De 1995 à 2003, la CGT construit son image de syndicat "de proposition et de concertation"
C'est sans surprise que ce congrès n'a pas constitué un tournant. Il prolonge un peu plus une orientation largement engagée lors des congrès précédents.
On a coutume de dater le début de cette évolution du congrès de l'hiver 1995, qui s'est tenu à Montreuil. A ce congrès, en effet, la CGT décida de faire disparaître de ses statuts les références à la socialisation des moyens de production et d'abandonner l'objectif de l'abolition du salariat, qui figurait encore dans ses textes fondamentaux. C'est à ce même congrès que fut prise la décision de quitter la FSM (Fédération syndicale mondiale), à laquelle étaient affiliés jusqu'alors les syndicats liés aux partis communistes (mais qui de toute façon allait bientôt s'effondrer), pour demander à rejoindre la Confédération européenne des syndicats (CES) qui, elle, était dominée par les syndicats ouvertement réformistes tels FO et la CFDT pour la France. Et si cette demande ne se concrétisa qu'en 1999, quatre ans plus tard, ce fut surtout dû au fait que FO et la CFDT ne manifestèrent aucun empressement à accueillir la CGT.
Un an plus tard, en 1996, Louis Viannet, qui avait été réélu secrétaire général de la CGT à Montreuil, quittait démonstrativement le bureau national du PCF, pour mieux afficher la volonté de la CGT de prendre ses distances avec le PCF, afin de bien montrer qu'elle n'entendait plus jouer le rôle de " courroie de transmission " de ce parti dans la classe ouvrière, comme on lui en faisait le reproche.
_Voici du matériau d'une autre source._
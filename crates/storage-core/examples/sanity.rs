// Copyright 2021 System76 <info@system76.com>
// SPDX-License-Identifier: GPL-3.0-only

#[macro_use]
extern crate fomat_macros;

use pop_storage_core::*;

fn main() {
    let ctx = StorageContext::new(StorageConfig::load());
    let mut udev = UDev::new().unwrap();
    let mut t = ACellOwner::new();

    let mut disks = DiskSet::new();
    disks.reload(&mut udev, &mut t).unwrap();
    disks.open_devices(&ctx, &Headless { answer: false }, &t).unwrap();

    let mut partitions = Partitions::new();
    partitions
        .set_from_disk(&disks.layout(&ctx, &t).unwrap(), &ctx.registry)
        .unwrap();

    let report = partitions.sanity_check_all_requests(&disks.sanity_env(&ctx));

    pintln!(
        "Platform: " [ctx.platform] "\n"
        "Memory: " (ctx.memory_mb()) " MB"
    );

    for error in &report.errors {
        pintln!("error: " (error));
    }

    for warning in &report.warnings {
        pintln!("warning: " (warning));
    }

    if report.is_clean() {
        pintln!("The existing layout is a valid installation target.");
    }
}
Ce geste n'était pas de pure forme, comme l'avait été, entre 1936 et 1939, l'attitude de Benoît Frachon, qui était à la fois membre de la direction de la CGT, issue de la réunification de la CGT tenue par les réformistes et de la CGTU communiste, et en même temps l'un des dirigeants du PC. Pour respecter les formes, officiellement, il ne siégeait pas au bureau politique du PC mais il y participait à titre officieux. La décision de Viannet, elle, n'avait rien d'un simulacre. Elle se voulait une nette mise au point de la volonté de la CGT de se recentrer et de se positionner à l'égal des autres centrales syndicales, exclusivement sur le terrain du syndicalisme.
Le congrès suivant, qui se tint en 1999, à Strasbourg, et qui vit Bernard Thibault succéder à Louis Viannet, confirma en l'accentuant cette orientation. Les dirigeants y insistèrent une nouvelle fois sur la nécessité de rompre avec cette image de syndicat de contestation qui lui collait encore trop à la peau. Ce congrès insista sur la nécessité de participer plus encore aux concertations et aux discussions que les instances de la CGT étaient en fait loin de bouder et de ne pas négliger la signature d'accords avec les " partenaires sociaux ". Comme on le disait à l'époque, il fallait ne pas sacrifier la stratégie du stylo à celle des luttes. D'ailleurs, l'image qui marqua ce congrès fut la réception de Nicole Notat, la secrétaire de la CFDT, qui symbolisait justement ce syndicalisme de la concertation : n'avait-elle pas été un des plus zélés partisans du plan Juppé, contre lequel les cheminots et d'autres secteurs du service public s'étaient mobilisés en novembre-décembre 1995 ? Ce geste symbolique organisé par la direction cégétiste n'alla pas sans provoquer quelques remous au sein du congrès lui-même, et sans doute plus encore parmi les militants. Prolongeant le geste de Louis Viannet, Bernard Thibault décidait, comme son prédécesseur, de ne plus siéger dans les instances de direction du PCF, ni au sein de son bureau national, ni même de son comité national. Et pour marquer cette prise de distance, il refusait que la CGT s'associe à des manifestations initiées par le PCF, comme celle du 17 octobre 2001, expliquant et ré-expliquant que son organisation devait désormais camper sur le terrain spécifique du syndicalisme, et marquer sa différence à l'égard des organisations politiques.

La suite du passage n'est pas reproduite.